(Saved data entries)
■ ■ ■ ■ ■ ■ ■

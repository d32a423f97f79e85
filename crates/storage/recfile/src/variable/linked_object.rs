//! A logical byte stream stored as a chain of variable-file areas.
//!
//! Each live area is `[object_type: u8][next: u64][payload…]`; the tail
//! carries `next == UNDEFINED`. Areas on the free chain drop the type byte
//! and start directly with the next free id.

use crate::errors::{RecordError, Result};
use crate::object_id::ObjectId;
use crate::variable::free_area::FreeAreaManager;
use crate::verify::CancelFlag;
use pagestore::area::AreaFile;
use pagestore::fix::{FixMode, UnfixMode};
use pagestore::page::Page;
use std::collections::HashSet;
use std::sync::Arc;

/// Type byte of a linked-object area.
pub(crate) const LINKED_OBJECT_TYPE: u8 = 0x01;

/// Per-area overhead of a live chain: type byte plus next pointer.
pub(crate) const AREA_LINK_OVERHEAD: usize = 1 + ObjectId::DISK_SIZE;

#[derive(Debug, Clone, Copy, PartialEq, Eq)]
pub(crate) enum AccessMode {
    Read,
    Write,
}

impl AccessMode {
    fn fix_mode(self) -> FixMode {
        match self {
            AccessMode::Read => FixMode::ReadOnly,
            AccessMode::Write => FixMode::Write { discardable: true },
        }
    }

    fn unfix_mode(self) -> UnfixMode {
        match self {
            AccessMode::Read => UnfixMode::NotDirty,
            AccessMode::Write => UnfixMode::Dirty,
        }
    }
}

#[derive(Debug)]
struct Cursor {
    page: Page,
    payload_start: usize,
    payload_len: usize,
    pos: usize,
    next: ObjectId,
}

/// Byte-stream cursor over one linked object.
#[derive(Debug)]
pub(crate) struct LinkedObject {
    area: Arc<AreaFile>,
    mode: AccessMode,
    head: ObjectId,
    cursor: Option<Cursor>,
    abs_pos: usize,
}

impl LinkedObject {
    pub fn new(area: Arc<AreaFile>, mode: AccessMode) -> Self {
        Self {
            area,
            mode,
            head: ObjectId::UNDEFINED,
            cursor: None,
            abs_pos: 0,
        }
    }

    /// Allocates a chain of areas able to hold `total_size` payload bytes,
    /// reusing the free-variable chain first, and links them up. Returns
    /// the head object id.
    pub fn create(
        area: &Arc<AreaFile>,
        free: &mut FreeAreaManager,
        total_size: usize,
        free_head: &mut ObjectId,
    ) -> Result<ObjectId> {
        debug_assert!(total_size > 0);
        let capacity = area.area_capacity();
        let mut chain: Vec<ObjectId> = Vec::new();
        let mut remaining = total_size;
        while remaining > 0 {
            let take = (remaining + AREA_LINK_OVERHEAD).min(capacity);
            let id = free.allocate(take, free_head)?;
            chain.push(id);
            remaining -= take - AREA_LINK_OVERHEAD;
        }
        for (index, id) in chain.iter().enumerate() {
            let next = chain.get(index + 1).copied().unwrap_or(ObjectId::UNDEFINED);
            let page = area
                .paged()
                .fix_page(id.page_id(), FixMode::Write { discardable: true })?;
            let range = area.area_range(&page, id.area_id())?;
            {
                let mut bytes = page.write();
                bytes[range.start] = LINKED_OBJECT_TYPE;
                next.write_to(&mut bytes, range.start + 1)?;
            }
            area.paged().unfix_page(page, UnfixMode::Dirty);
        }
        let head = chain[0];
        tracing::debug!(head = %head, areas = chain.len(), total_size, "created linked object");
        Ok(head)
    }

    /// Positions the cursor at byte 0 of the object.
    pub fn attach(&mut self, head: ObjectId) -> Result<()> {
        debug_assert!(!head.is_undefined());
        self.detach();
        self.head = head;
        self.abs_pos = 0;
        self.load_cursor(head)
    }

    pub fn detach(&mut self) {
        if let Some(cursor) = self.cursor.take() {
            self.area.paged().unfix_page(cursor.page, self.mode.unfix_mode());
        }
    }

    /// Forgets the page handle without unfixing; used after a store-level
    /// detach or recover already dropped the frame.
    pub fn release_page(&mut self) {
        self.cursor = None;
    }

    /// Moves the stream position to `pos`, rewinding to the head first
    /// when seeking backwards.
    pub fn seek(&mut self, pos: usize) -> Result<()> {
        if pos < self.abs_pos {
            let head = self.head;
            self.attach(head)?;
        }
        self.skip(pos - self.abs_pos)
    }

    /// Reads exactly `buf.len()` bytes.
    pub fn read(&mut self, buf: &mut [u8]) -> Result<()> {
        let mut copied = 0;
        while copied < buf.len() {
            self.ensure_payload()?;
            let cursor = self.cursor.as_mut().expect("cursor loaded");
            let n = (buf.len() - copied).min(cursor.payload_len - cursor.pos);
            {
                let bytes = cursor.page.read();
                let at = cursor.payload_start + cursor.pos;
                buf[copied..copied + n].copy_from_slice(&bytes[at..at + n]);
            }
            cursor.pos += n;
            copied += n;
            self.abs_pos += n;
        }
        Ok(())
    }

    /// Writes exactly `buf.len()` bytes.
    pub fn write(&mut self, buf: &[u8]) -> Result<()> {
        debug_assert!(self.mode == AccessMode::Write);
        let mut copied = 0;
        while copied < buf.len() {
            self.ensure_payload()?;
            let cursor = self.cursor.as_mut().expect("cursor loaded");
            let n = (buf.len() - copied).min(cursor.payload_len - cursor.pos);
            {
                let mut bytes = cursor.page.write();
                let at = cursor.payload_start + cursor.pos;
                bytes[at..at + n].copy_from_slice(&buf[copied..copied + n]);
            }
            cursor.page.mark_dirty();
            cursor.pos += n;
            copied += n;
            self.abs_pos += n;
        }
        Ok(())
    }

    /// Skips `n` bytes forward.
    pub fn skip(&mut self, n: usize) -> Result<()> {
        let mut left = n;
        while left > 0 {
            self.ensure_payload()?;
            let cursor = self.cursor.as_mut().expect("cursor loaded");
            let step = left.min(cursor.payload_len - cursor.pos);
            cursor.pos += step;
            left -= step;
            self.abs_pos += step;
        }
        Ok(())
    }

    /// Unlinks the whole chain starting at `head` and threads its areas
    /// onto the free-variable chain, head first.
    pub fn delete_all(area: &AreaFile, head: ObjectId, free_head: &mut ObjectId) -> Result<()> {
        let chain = walk_chain(area, head, &CancelFlag::default(), false)?;
        for (index, (id, _)) in chain.iter().enumerate() {
            let next_free = chain
                .get(index + 1)
                .map(|(id, _)| *id)
                .unwrap_or(*free_head);
            let page = area
                .paged()
                .fix_page(id.page_id(), FixMode::Write { discardable: true })?;
            let range = area.area_range(&page, id.area_id())?;
            {
                let mut bytes = page.write();
                next_free.write_to(&mut bytes, range.start)?;
            }
            area.paged().unfix_page(page, UnfixMode::Dirty);
        }
        if let Some((first, _)) = chain.first() {
            *free_head = *first;
        }
        tracing::debug!(head = %head, areas = chain.len(), "deleted linked object");
        Ok(())
    }

    /// Walks the chain and returns `(area id, payload bytes)` per area.
    /// For verification: pages are fixed through the verification hook and
    /// the walk is cancellable.
    pub fn chain_areas(
        area: &AreaFile,
        head: ObjectId,
        cancel: &CancelFlag,
    ) -> Result<Vec<(ObjectId, usize)>> {
        walk_chain(area, head, cancel, true)
    }

    fn ensure_payload(&mut self) -> Result<()> {
        let exhausted = {
            let cursor = self
                .cursor
                .as_ref()
                .ok_or_else(|| RecordError::Unexpected("linked object not attached".into()))?;
            cursor.pos == cursor.payload_len
        };
        if exhausted {
            self.advance()?;
        }
        Ok(())
    }

    fn advance(&mut self) -> Result<()> {
        let cursor = self.cursor.take().expect("cursor loaded");
        let next = cursor.next;
        self.area.paged().unfix_page(cursor.page, self.mode.unfix_mode());
        if next.is_undefined() {
            return Err(RecordError::Unexpected(
                "access past the end of a linked object".into(),
            ));
        }
        self.load_cursor(next)
    }

    fn load_cursor(&mut self, id: ObjectId) -> Result<()> {
        let page = self.area.paged().fix_page(id.page_id(), self.mode.fix_mode())?;
        let parsed = (|| -> Result<(usize, usize, ObjectId)> {
            let range = self.area.area_range(&page, id.area_id())?;
            let bytes = page.read();
            if bytes[range.start] != LINKED_OBJECT_TYPE {
                return Err(RecordError::Unexpected(format!(
                    "area {id} does not hold a linked object"
                )));
            }
            let next = ObjectId::read_from(&bytes, range.start + 1)?;
            Ok((
                range.start + AREA_LINK_OVERHEAD,
                range.len() - AREA_LINK_OVERHEAD,
                next,
            ))
        })();
        match parsed {
            Ok((payload_start, payload_len, next)) => {
                self.cursor = Some(Cursor {
                    page,
                    payload_start,
                    payload_len,
                    pos: 0,
                    next,
                });
                Ok(())
            }
            Err(error) => {
                self.area.paged().unfix_page(page, UnfixMode::NotDirty);
                Err(error)
            }
        }
    }
}

fn walk_chain(
    area: &AreaFile,
    head: ObjectId,
    cancel: &CancelFlag,
    verifying: bool,
) -> Result<Vec<(ObjectId, usize)>> {
    let mut chain = Vec::new();
    let mut visited = HashSet::new();
    let mut current = head;
    while !current.is_undefined() {
        cancel.check()?;
        if !visited.insert(current) {
            return Err(RecordError::Unexpected(format!(
                "cycle in linked object chain at {current}"
            )));
        }
        if !area.paged().is_used_page(current.page_id()) {
            return Err(RecordError::Unexpected(format!(
                "linked object chain reaches unallocated page {}",
                current.page_id()
            )));
        }
        let page = if verifying {
            area.paged().verify_page(current.page_id(), FixMode::ReadOnly)?
        } else {
            area.paged().fix_page(current.page_id(), FixMode::ReadOnly)?
        };
        let link = (|| -> Result<(usize, ObjectId)> {
            let range = area.area_range(&page, current.area_id())?;
            let bytes = page.read();
            if bytes[range.start] != LINKED_OBJECT_TYPE {
                return Err(RecordError::Unexpected(format!(
                    "area {current} does not hold a linked object"
                )));
            }
            let next = ObjectId::read_from(&bytes, range.start + 1)?;
            Ok((range.len() - AREA_LINK_OVERHEAD, next))
        })();
        area.paged().unfix_page(page, UnfixMode::NotDirty);
        let (payload, next) = link?;
        chain.push((current, payload));
        current = next;
    }
    Ok(chain)
}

■ ■ ■ ■ ■ ■ ■

**Required work:** In the records above, find the line with "let mut remaining = total_size;"; write out exactly that line and each one after it, stopping after the line with "pub fn detach(&mut".

**Task response:**
        let mut remaining = total_size;
        while remaining > 0 {
            let take = (remaining + AREA_LINK_OVERHEAD).min(capacity);
            let id = free.allocate(take, free_head)?;
            chain.push(id);
            remaining -= take - AREA_LINK_OVERHEAD;
        }
        for (index, id) in chain.iter().enumerate() {
            let next = chain.get(index + 1).copied().unwrap_or(ObjectId::UNDEFINED);
            let page = area
                .paged()
                .fix_page(id.page_id(), FixMode::Write { discardable: true })?;
            let range = area.area_range(&page, id.area_id())?;
            {
                let mut bytes = page.write();
                bytes[range.start] = LINKED_OBJECT_TYPE;
                next.write_to(&mut bytes, range.start + 1)?;
            }
            area.paged().unfix_page(page, UnfixMode::Dirty);
        }
        let head = chain[0];
        tracing::debug!(head = %head, areas = chain.len(), total_size, "created linked object");
        Ok(head)
    }

    /// Positions the cursor at byte 0 of the object.
    pub fn attach(&mut self, head: ObjectId) -> Result<()> {
        debug_assert!(!head.is_undefined());
        self.detach();
        self.head = head;
        self.abs_pos = 0;
        self.load_cursor(head)
    }

    pub fn detach(&mut self) {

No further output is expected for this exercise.